While government spending is expected to increase by $1.2 trillion under the ACA, the real problem is Medicare and Medicaid, Roy says. The ACA expands coverage to more people, but Medicare and Medicaid are paying healthcare providers less and less each year, as our nation grows older and more retirees join the rolls of those programs. At this point, many doctors aren’t even accepting new patients because of Medicare and Medicaid, Roy says.
The number of emergency room (ER) visits have surged since Medicaid expanded at the start of the decade, visits that are far more expensive than seeing a primary care doctor. ER visits were supposed to decline under the ACA, although a study by the UCLA Center for Health Policy Research says the increase will level off. It hasn’t thus far, especially since the ACA went into effect in 2014.

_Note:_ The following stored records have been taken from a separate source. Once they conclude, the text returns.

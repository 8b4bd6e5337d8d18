use crossterm::event::{KeyCode, KeyEvent, KeyModifiers};

use crate::game::{Action, Direction};

#[derive(Debug, Clone, PartialEq, Eq)]
pub enum KeyAction {
    GameAction(Action),
    Quit,
    None,
}

pub struct InputHandler;

impl InputHandler {
    pub fn new() -> Self {
        Self
    }

    pub fn handle_key_event(&self, key: KeyEvent) -> KeyAction {
        // Handle Ctrl+C
        if key.modifiers.contains(KeyModifiers::CONTROL) && key.code == KeyCode::Char('c') {
            return KeyAction::Quit;
        }

        match key.code {
            // Movement - Arrow keys
            KeyCode::Up => KeyAction::GameAction(Action::Move(Direction::Up)),
            KeyCode::Down => KeyAction::GameAction(Action::Move(Direction::Down)),
            KeyCode::Left => KeyAction::GameAction(Action::Move(Direction::Left)),
            KeyCode::Right => KeyAction::GameAction(Action::Move(Direction::Right)),

            // Movement - WASD
            KeyCode::Char('w') | KeyCode::Char('W') => {
                KeyAction::GameAction(Action::Move(Direction::Up))
            }
            KeyCode::Char('s') | KeyCode::Char('S') => {
                KeyAction::GameAction(Action::Move(Direction::Down))
            }
            KeyCode::Char('a') | KeyCode::Char('A') => {
                KeyAction::GameAction(Action::Move(Direction::Left))
            }
            KeyCode::Char('d') | KeyCode::Char('D') => {
                KeyAction::GameAction(Action::Move(Direction::Right))
            }

            // Controls
            KeyCode::Char('q') | KeyCode::Char('Q') | KeyCode::Esc => KeyAction::Quit,

            // Any other key has no effect
            _ => KeyAction::None,
        }
    }
}

impl Default for InputHandler {
    fn default() -> Self {
        Self::new()
    }
}
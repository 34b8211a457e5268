use thiserror::Error;

/// Errors produced by the `inspiral` library.
///
/// Hot-path numerical failures (a single parameter row that fails to converge during a
/// batched solve) are *not* reported through this enum: the batched solver signals them
/// as non-finite output values so one bad row cannot abort a sweep. This enum covers
/// configuration validation, explicit single-point solves, and the interpolant
/// exhaustion policy.
#[derive(Error, Debug, PartialEq)]
pub enum InspiralError {
    #[error("Invalid solver parameter: {0}")]
    InvalidSolverParams(String),

    #[error("Invalid physical parameter: {0}")]
    InvalidParameter(String),

    #[error("Root finding error: {0}")]
    RootFindingError(#[from] roots::SearchError),

    #[error(
        "No sign change for the lifetime residual over log10-normalization bracket \
         [{lo}, {hi}]; the target time may exceed the GW-only lifetime"
    )]
    NoBracketingInterval { lo: f64, hi: f64 },

    #[error("No finite, positive normalization among {requested} interpolant samples")]
    NoValidSamples { requested: usize },

    #[error(
        "Interpolant exhausted: {num_bad} of {num_queried} queries non-finite after \
         nearest-neighbor fallback (sample density or domain coverage is insufficient)"
    )]
    InterpolantExhausted { num_bad: usize, num_queried: usize },
}
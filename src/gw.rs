//! Gravitational-wave driven binary hardening.
//!
//! Circular and eccentric hardening rates from Peters (1964, PhRv 136, 1224),
//! together with the closed-form lifetime of a GW-only binary. The closed
//! forms are the analytic reference for the numerical lifetime integral used
//! by the fixed-lifetime solver.

use crate::binary::rad_isco;
use crate::constants::{Cm, CmPerSec, Gram, Sec, GW_DADT_SEP_CONST, NWTG, SPLC};

/// GW hardening rate in separation, `da/dt` [cm/s].
///
/// Peters (1964) Eq. 5.6; the returned value is negative. Eccentricity is treated
/// as zero when `None`.
pub fn hardening_rate_dadt(m1: Gram, m2: Gram, sepa: Cm, eccen: Option<f64>) -> CmPerSec {
    let mut dadt = GW_DADT_SEP_CONST * m1 * m2 * (m1 + m2) / sepa.powi(3);
    if let Some(ecc) = eccen {
        dadt *= ecc_func(ecc);
    }
    dadt
}

/// Eccentricity enhancement `F(e)` of the GW hardening rate (Peters 1964, Eq. 5.6).
///
/// `F(0) = 1` and `F(e) -> inf` as `e -> 1`.
pub fn ecc_func(eccen: f64) -> f64 {
    let e2 = eccen * eccen;
    let num = 1.0 + (73.0 / 24.0) * e2 + (37.0 / 96.0) * e2 * e2;
    let den = (1.0 - e2).powf(7.0 / 2.0);
    num / den
}

/// Peters hardening strength `beta = 64 G^3 m1 m2 (m1 + m2) / (5 c^5)` [cm^4/s],
/// so that the circular rate is `da/dt = -beta / a^3`.
fn peters_beta(m1: Gram, m2: Gram) -> f64 {
    64.0 * NWTG.powi(3) * m1 * m2 * (m1 + m2) / (5.0 * SPLC.powi(5))
}

/// Time [s] for a circular GW-only binary to coalesce from the given separation.
///
/// Integrating `da / |da/dt| = a^3 da / beta` from the ISCO to `sepa` gives
/// `(a^4 - a_isco^4) / (4 beta)`.
pub fn time_to_merge_at_sep(m1: Gram, m2: Gram, sepa: Cm) -> Sec {
    let a_isco = rad_isco(m1, m2);
    (sepa.powi(4) - a_isco.powi(4)) / (4.0 * peters_beta(m1, m2))
}

/// Initial separation [cm] from which a circular GW-only binary merges in the given time.
///
/// Inverse of [`time_to_merge_at_sep`].
pub fn sep_to_merge_in_time(m1: Gram, m2: Gram, time: Sec) -> Cm {
    let a_isco = rad_isco(m1, m2);
    (4.0 * peters_beta(m1, m2) * time + a_isco.powi(4)).powf(0.25)
}
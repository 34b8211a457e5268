pub mod binary;
pub mod constants;
pub mod gw;
pub mod hardening;
pub mod inspiral_errors;
pub mod integrate;
pub mod param_space;

pub use crate::hardening::fixed_time::{FixedTime, NormQuery, RateShape};
pub use crate::hardening::interpolant::{NormInterpolant, SampleRanges};
pub use crate::hardening::{GwOnly, Hardening, SolverParams};
pub use crate::inspiral_errors::InspiralError;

Repeal of the ACA isn’t going to happen, Roy says. There needs to be well-crafted reform, instead. Roy, health policy advisor for 2012 Republican presidential candidate Mitt Romney, says America needs to look to the Swiss and Singapore for answers. Both countries are much higher than the U.S. on the Heritage Foundation’s economic freedom list, both are far better than America when it comes to public health expenditure per capita, and both have universal healthcare.

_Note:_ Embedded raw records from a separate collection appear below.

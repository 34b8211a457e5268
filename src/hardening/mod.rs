//! # Binary hardening models and solver configuration
//!
//! This module defines the [`Hardening`] capability trait, the configuration
//! struct [`SolverParams`] and its validated builder, and the pure
//! gravitational-wave hardening model [`GwOnly`].
//!
//! ## Purpose
//!
//! A *hardening model* prescribes the rate `da/dt < 0` at which a binary's
//! orbital separation shrinks. Everything downstream – the total-lifetime
//! integral, the fixed-lifetime normalization solver, the parameter-sweep
//! driver – is written against the [`Hardening`] trait rather than a concrete
//! model, so models can be exchanged without touching the drivers.
//!
//! ## Pipeline overview
//!
//! 1. **Rate evaluation** – a model reports `da/dt` for given component masses
//!    and separation ([`Hardening::dadt`]).
//!
//! 2. **Lifetime integration** – the total inspiral time from an initial
//!    separation down to the ISCO is the integral of `-1 / (da/dt)` over a
//!    log-spaced separation grid, evaluated with the log-log trapezoid rule
//!    ([`Hardening::lifetime`], provided for every model).
//!
//! 3. **Normalization solving** – the fixed-lifetime model
//!    ([`FixedTime`](fixed_time::FixedTime)) inverts step 2: it finds the rate
//!    normalization that makes the lifetime match a target
//!    ([`RateShape::norm_for_time`](fixed_time::RateShape::norm_for_time)).
//!
//! 4. **Interpolation** – large sweeps replace repeated solves with a
//!    pre-computed two-tier lookup
//!    ([`NormInterpolant`](interpolant::NormInterpolant)).
//!
//! ## Example
//!
//! ```rust
//! use inspiral::constants::{MSOL, PC};
//! use inspiral::hardening::{GwOnly, Hardening, SolverParams};
//!
//! let params = SolverParams::builder()
//!     .num_rads(200)
//!     .brent_eps(1e-12)
//!     .build()
//!     .unwrap();
//!
//! // Lifetime of a GW-only binary from 0.1 pc
//! let t = GwOnly.lifetime(1.0e9 * MSOL, 2.0e8 * MSOL, 0.1 * PC, &params);
//! assert!(t.is_finite() && t > 0.0);
//! ```
//!
//! ## See also
//!
//! * [`fixed_time::RateShape`] – double-power-law rate shape and normalization solver.
//! * [`interpolant::NormInterpolant`] – two-tier normalization lookup.
use crate::binary::rad_isco;
use crate::constants::{Cm, CmPerSec, Gram, Sec, PC};
use crate::gw;
use crate::inspiral_errors::InspiralError;
use crate::integrate::{log_space, trapz_loglog};
use std::cmp::Ordering::Greater;

pub mod fixed_time;
pub mod interpolant;

/// Capability contract for binary hardening models.
///
/// Implementors report the (negative) separation hardening rate; the trait
/// provides the numerical total-lifetime integral on top of it.
pub trait Hardening {
    /// Hardening rate `da/dt` [cm/s] at the given separation; negative while
    /// the binary is shrinking.
    fn dadt(&self, m1: Gram, m2: Gram, sepa: Cm) -> CmPerSec;

    /// Total inspiral time [s] from `sepa_init` down to the ISCO.
    ///
    /// Integrates `-1 / (da/dt)` over a log-spaced separation grid
    /// (`params.num_rads` points, inner edge floored at `params.rmin_floor`)
    /// with the log-log trapezoid rule.
    ///
    /// Return
    /// -----------------
    /// * The lifetime, or `NaN` when the inputs are non-physical or the rate
    ///   is non-negative anywhere on the grid (a stalled binary never merges
    ///   in this model).
    fn lifetime(&self, m1: Gram, m2: Gram, sepa_init: Cm, params: &SolverParams) -> Sec {
        if !(m1 > 0.0 && m2 > 0.0 && sepa_init > 0.0) {
            return f64::NAN;
        }
        let rmin = rad_isco(m1, m2).max(params.rmin_floor);
        if !(sepa_init > rmin) {
            return f64::NAN;
        }
        let rads = log_space(rmin, sepa_init, params.num_rads);
        let mut integrand = Vec::with_capacity(rads.len());
        for &rr in &rads {
            let dadt = self.dadt(m1, m2, rr);
            if !(dadt < 0.0) {
                return f64::NAN;
            }
            integrand.push(-1.0 / dadt);
        }
        trapz_loglog(&integrand, &rads, params.lntol)
    }
}

/// Purely GW-driven hardening (circular), the floor below every other model.
#[derive(Debug, Clone, Copy, Default)]
pub struct GwOnly;

impl Hardening for GwOnly {
    fn dadt(&self, m1: Gram, m2: Gram, sepa: Cm) -> CmPerSec {
        gw::hardening_rate_dadt(m1, m2, sepa, None)
    }
}

/// Configuration parameters for the lifetime integral, the normalization
/// root-find, and the interpolant builder.
///
/// Fields
/// -----------------
/// **Lifetime integral**
/// * `num_rads` – number of log-spaced separation grid points.
/// * `rmin_floor` – lower floor [cm] on the integration range; the actual inner
///   edge is `max(ISCO, rmin_floor)`.
/// * `lntol` – tolerance around a local power-law index of `-1` where the
///   log-log trapezoid rule switches to its logarithmic branch.
///
/// **Normalization root-find**
/// * `norm_guess` – initial normalization guess [cm/s] before target scaling.
/// * `bracket_width` – half-width [decades of normalization] of the initial
///   Brent bracket around the scaled guess.
/// * `bracket_max_expand` – how many times the bracket may be widened (by
///   `bracket_width` per step) while hunting for a sign change.
/// * `brent_eps` – convergence tolerance of the Brent iteration (in log10
///   normalization).
/// * `brent_max_iter` – iteration cap of the Brent iteration.
///
/// **Batching / interpolation**
/// * `chunk_size` – rows per chunk in batched solves (bounds peak memory and
///   sets the progress-reporting granularity).
/// * `interp_points` – number of random samples drawn when building a
///   normalization interpolant.
/// * `interp_neighbors` – points used for the local hyperplane fit of the
///   primary interpolant tier (must be at least 6 = dimension + 2).
///
/// Defaults
/// -----------------
/// * `num_rads`: 100
/// * `rmin_floor`: 1e-5 pc
/// * `lntol`: 1e-2
/// * `norm_guess`: 1e5 cm/s
/// * `bracket_width`: 2.0 decades
/// * `bracket_max_expand`: 4
/// * `brent_eps`: 1e-10
/// * `brent_max_iter`: 80
/// * `chunk_size`: 1000
/// * `interp_points`: 10_000
/// * `interp_neighbors`: 8
#[derive(Debug, Clone)]
pub struct SolverParams {
    pub num_rads: usize,
    pub rmin_floor: Cm,
    pub lntol: f64,
    pub norm_guess: CmPerSec,
    pub bracket_width: f64,
    pub bracket_max_expand: usize,
    pub brent_eps: f64,
    pub brent_max_iter: usize,
    pub chunk_size: usize,
    pub interp_points: usize,
    pub interp_neighbors: usize,
}

impl SolverParams {
    /// Construct a new [`SolverParams`] with default values.
    pub fn new() -> Self {
        Self::default()
    }

    /// Create a new [`SolverParamsBuilder`] to configure custom parameters.
    pub fn builder() -> SolverParamsBuilder {
        SolverParamsBuilder::new()
    }
}

impl Default for SolverParams {
    fn default() -> Self {
        SolverParams {
            num_rads: 100,
            rmin_floor: 1.0e-5 * PC,
            lntol: 1.0e-2,
            norm_guess: 1.0e5,
            bracket_width: 2.0,
            bracket_max_expand: 4,
            brent_eps: 1.0e-10,
            brent_max_iter: 80,
            chunk_size: 1000,
            interp_points: 10_000,
            interp_neighbors: 8,
        }
    }
}

/// Builder for [`SolverParams`], with validation.
#[derive(Debug, Clone)]
pub struct SolverParamsBuilder {
    params: SolverParams,
}

impl Default for SolverParamsBuilder {
    fn default() -> Self {
        Self::new()
    }
}

impl SolverParamsBuilder {
    /// Create a new builder initialized with default values.
    pub fn new() -> Self {
        Self {
            params: SolverParams::default(),
        }
    }

    // --- Lifetime integral ---
    pub fn num_rads(mut self, v: usize) -> Self {
        self.params.num_rads = v;
        self
    }
    pub fn rmin_floor(mut self, v: Cm) -> Self {
        self.params.rmin_floor = v;
        self
    }
    pub fn lntol(mut self, v: f64) -> Self {
        self.params.lntol = v;
        self
    }

    // --- Root-find ---
    pub fn norm_guess(mut self, v: CmPerSec) -> Self {
        self.params.norm_guess = v;
        self
    }
    pub fn bracket_width(mut self, v: f64) -> Self {
        self.params.bracket_width = v;
        self
    }
    pub fn bracket_max_expand(mut self, v: usize) -> Self {
        self.params.bracket_max_expand = v;
        self
    }
    pub fn brent_eps(mut self, v: f64) -> Self {
        self.params.brent_eps = v;
        self
    }
    pub fn brent_max_iter(mut self, v: usize) -> Self {
        self.params.brent_max_iter = v;
        self
    }

    // --- Batching / interpolation ---
    pub fn chunk_size(mut self, v: usize) -> Self {
        self.params.chunk_size = v;
        self
    }
    pub fn interp_points(mut self, v: usize) -> Self {
        self.params.interp_points = v;
        self
    }
    pub fn interp_neighbors(mut self, v: usize) -> Self {
        self.params.interp_neighbors = v;
        self
    }

    // ---- Numeric helpers for PartialOrd (handle NaN as invalid) ----

    /// Return true iff x > 0.0 and comparable (i.e., not NaN).
    #[inline]
    fn gt0(x: f64) -> bool {
        x.partial_cmp(&0.0) == Some(Greater)
    }

    /// Finalize the builder and produce a [`SolverParams`] instance.
    ///
    /// Validation rules
    /// -----------------
    /// * `num_rads >= 3` – the lifetime integral needs at least two intervals.
    /// * `rmin_floor > 0.0`, `lntol > 0.0`.
    /// * `norm_guess > 0.0`, `bracket_width > 0.0`, `brent_eps > 0.0`.
    /// * `brent_max_iter >= 1`, `chunk_size >= 1`.
    /// * `interp_neighbors >= 6` and `interp_points >= interp_neighbors`.
    ///
    /// Returns
    /// -----------------
    /// * `Ok(SolverParams)` if all values are valid.
    /// * `Err(InspiralError::InvalidSolverParams)` otherwise.
    pub fn build(self) -> Result<SolverParams, InspiralError> {
        let p = &self.params;
        if p.num_rads < 3 {
            return Err(InspiralError::InvalidSolverParams(
                "num_rads must be >= 3".into(),
            ));
        }
        if !Self::gt0(p.rmin_floor) {
            return Err(InspiralError::InvalidSolverParams(
                "rmin_floor must be > 0".into(),
            ));
        }
        if !Self::gt0(p.lntol) {
            return Err(InspiralError::InvalidSolverParams("lntol must be > 0".into()));
        }
        if !Self::gt0(p.norm_guess) {
            return Err(InspiralError::InvalidSolverParams(
                "norm_guess must be > 0".into(),
            ));
        }
        if !Self::gt0(p.bracket_width) {
            return Err(InspiralError::InvalidSolverParams(
                "bracket_width must be > 0".into(),
            ));
        }
        if !Self::gt0(p.brent_eps) {
            return Err(InspiralError::InvalidSolverParams(
                "brent_eps must be > 0".into(),
            ));
        }
        if p.brent_max_iter < 1 {
            return Err(InspiralError::InvalidSolverParams(
                "brent_max_iter must be >= 1".into(),
            ));
        }
        if p.chunk_size < 1 {
            return Err(InspiralError::InvalidSolverParams(
                "chunk_size must be >= 1".into(),
            ));
        }
        if p.interp_neighbors < 6 {
            return Err(InspiralError::InvalidSolverParams(
                "interp_neighbors must be >= 6 (parameter dimension + 2)".into(),
            ));
        }
        if p.interp_points < p.interp_neighbors {
            return Err(InspiralError::InvalidSolverParams(
                "interp_points must be >= interp_neighbors".into(),
            ));
        }
        Ok(self.params)
    }
}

In Switzerland, everyone shops for private insurance on exchanges similar to those in the ACA; there’s no employer-sponsored or government-run insurance programs. The Swiss government subsidizes everyone, the lower your income the less you pay. Prices are transparent. The system pays for preventative services, just like the ACA does, and is far more cost-effective than the U.S. system.

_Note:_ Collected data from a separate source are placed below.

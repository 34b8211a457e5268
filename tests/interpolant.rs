mod common;

use inspiral::constants::{GYR, MSOL, PC};
use inspiral::{InspiralError, NormInterpolant, NormQuery, SampleRanges, SolverParams};
use rand::rngs::StdRng;
use rand::{Rng, SeedableRng};

use crate::common::{fast_params, fiducial_shape};

/// Sampling box for the interpolant tests: narrower than the library default
/// so that moderate point counts give a usable density in four dimensions.
fn test_ranges() -> SampleRanges {
    SampleRanges {
        mtot: (1.0e7 * MSOL, 1.0e10 * MSOL),
        mrat: (1.0e-2, 1.0),
        time: (0.1 * GYR, 10.0 * GYR),
        sepa_init: (5.0e3 * PC, 5.0e4 * PC),
    }
}

fn build_params(points: usize) -> SolverParams {
    SolverParams::builder()
        .num_rads(60)
        .interp_points(points)
        .build()
        .unwrap()
}

/// Draw a query comfortably interior to the sampling box (20% inset per
/// dimension in log space), away from the support edges.
fn interior_query(ranges: &SampleRanges, rng: &mut StdRng) -> NormQuery {
    let draw = |rng: &mut StdRng, (lo, hi): (f64, f64)| -> f64 {
        let (llo, lhi) = (lo.log10(), hi.log10());
        let inset = 0.2 * (lhi - llo);
        10.0_f64.powf(rng.random_range((llo + inset)..(lhi - inset)))
    };
    NormQuery {
        mtot: draw(rng, ranges.mtot),
        mrat: draw(rng, ranges.mrat),
        time: draw(rng, ranges.time),
        sepa_init: draw(rng, ranges.sepa_init),
    }
}

#[test]
fn test_interpolant_covers_interior_queries() {
    let shape = fiducial_shape();
    let ranges = test_ranges();
    let params = build_params(1500);
    let mut rng = StdRng::seed_from_u64(3);

    let interp = NormInterpolant::build(&shape, &ranges, &params, &mut rng).unwrap();
    assert!(interp.len() > 0);
    let frac = interp.valid_fraction();
    assert!(frac > 0.0 && frac <= 1.0);
    // the fiducial shape solves essentially everywhere on this box
    assert!(frac > 0.5, "valid fraction = {frac}");

    let queries: Vec<NormQuery> = (0..50).map(|_| interior_query(&ranges, &mut rng)).collect();
    let norms = interp.norms(&queries).unwrap();
    assert_eq!(norms.len(), queries.len());
    assert!(norms.iter().all(|n| n.is_finite() && *n > 0.0));
}

#[test]
fn test_interpolant_tracks_recomputed_norms() {
    let shape = fiducial_shape();
    let ranges = test_ranges();
    let solver_params = fast_params();
    let mut rng = StdRng::seed_from_u64(17);

    let coarse = NormInterpolant::build(&shape, &ranges, &build_params(600), &mut rng).unwrap();
    let fine = NormInterpolant::build(&shape, &ranges, &build_params(4000), &mut rng).unwrap();

    let queries: Vec<NormQuery> = (0..40).map(|_| interior_query(&ranges, &mut rng)).collect();
    let exact = shape.norm_for_time_batch(&queries, &solver_params);

    let mean_abs_log_ratio = |interp: &NormInterpolant| -> f64 {
        let approx = interp.norms(&queries).unwrap();
        let mut sum = 0.0;
        let mut count = 0;
        for (a, e) in approx.iter().zip(&exact) {
            if e.is_finite() {
                sum += (a / e).log10().abs();
                count += 1;
            }
        }
        assert!(count > queries.len() / 2);
        sum / count as f64
    };

    let err_coarse = mean_abs_log_ratio(&coarse);
    let err_fine = mean_abs_log_ratio(&fine);

    // a local-linear surface over a smooth log-space function stays within a
    // fraction of a decade at this density
    assert!(err_fine < 0.3, "fine-grid mean |log10 ratio| = {err_fine}");
    // denser sampling tightens the ratio distribution (generous slack; the
    // improvement is an expectation, not a per-seed guarantee)
    assert!(
        err_fine <= err_coarse + 0.1,
        "coarse = {err_coarse}, fine = {err_fine}"
    );
}

#[test]
fn test_out_of_box_query_falls_back_to_nearest() {
    let shape = fiducial_shape();
    let ranges = test_ranges();
    let params = build_params(800);
    let mut rng = StdRng::seed_from_u64(5);

    let interp = NormInterpolant::build(&shape, &ranges, &params, &mut rng).unwrap();

    // below the sampled mass range: the primary tier must refuse to
    // extrapolate and the nearest-neighbor tier must still answer
    let query = NormQuery {
        mtot: 0.3 * ranges.mtot.0,
        mrat: 0.5,
        time: GYR,
        sepa_init: 1.0e4 * PC,
    };
    let norm = interp.norm(&query).unwrap();
    assert!(norm.is_finite() && norm > 0.0);
}

#[test]
fn test_non_finite_query_exhausts_both_tiers() {
    let shape = fiducial_shape();
    let ranges = test_ranges();
    let params = build_params(400);
    let mut rng = StdRng::seed_from_u64(9);

    let interp = NormInterpolant::build(&shape, &ranges, &params, &mut rng).unwrap();

    let query = NormQuery {
        mtot: -1.0, // log10 of a negative mass is NaN in both tiers
        mrat: 0.5,
        time: GYR,
        sepa_init: 1.0e4 * PC,
    };
    match interp.norm(&query) {
        Err(InspiralError::InterpolantExhausted {
            num_bad,
            num_queried,
        }) => {
            assert_eq!(num_bad, 1);
            assert_eq!(num_queried, 1);
        }
        other => panic!("expected InterpolantExhausted, got {other:?}"),
    }
}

“If we had a Swiss healthcare system in America, and only subsidized healthcare for the poor, we wouldn’t have a deficit,” Roy says.
The Singapore healthcare system, meanwhile, is universal, with single-payer catastrophic coverage for big health problems like cancer. All other healthcare is paid for through individual health savings accounts (HSA) and paying cash for non-emergency care, based on your income tax level.
Because the ACA insurance exchanges are like those in the Swiss system, Roy says more robust exchanges, HSAs, and a diminishing reliance on Medicare and Medicaid can give rise to real, consumer-driven healthcare reform in America.
Roy would deregulate the ACA exchanges, repeal costly ACA taxes and mandates, and give regulatory authority of the exchanges to the states. Participants would start HSAs and pick the private catastrophic coverage that best suited their needs, through the exchanges. Unspent HSA money would amount to another way to save for retirement.
He would raise the eligibility for Medicare by 4 months each year, essentially shifting retirees to the exchanges over time. Then he would privatize Medicaid by gradually shifting low-income enrollees into the exchanges, as well.
Roy says his plan would permanently stabilize the U.S. healthcare system and leave it solvent, save trillions of taxpayer dollars while reducing the national deficit, and lower federal and state taxes. Coverage, meanwhile, would expand to more people than it will under the ACA, while lowering their premiums, which the ACA has increased.
The end result: Our healthcare system would resemble Switzerland’s, but with less regulation, providing universal coverage and improving the health of the poor.
“A system with universal coverage, individual choice, and fiscal sustainability is within our reach. It would be far better than the system we have now. Isn’t it worth a try?” Roy says.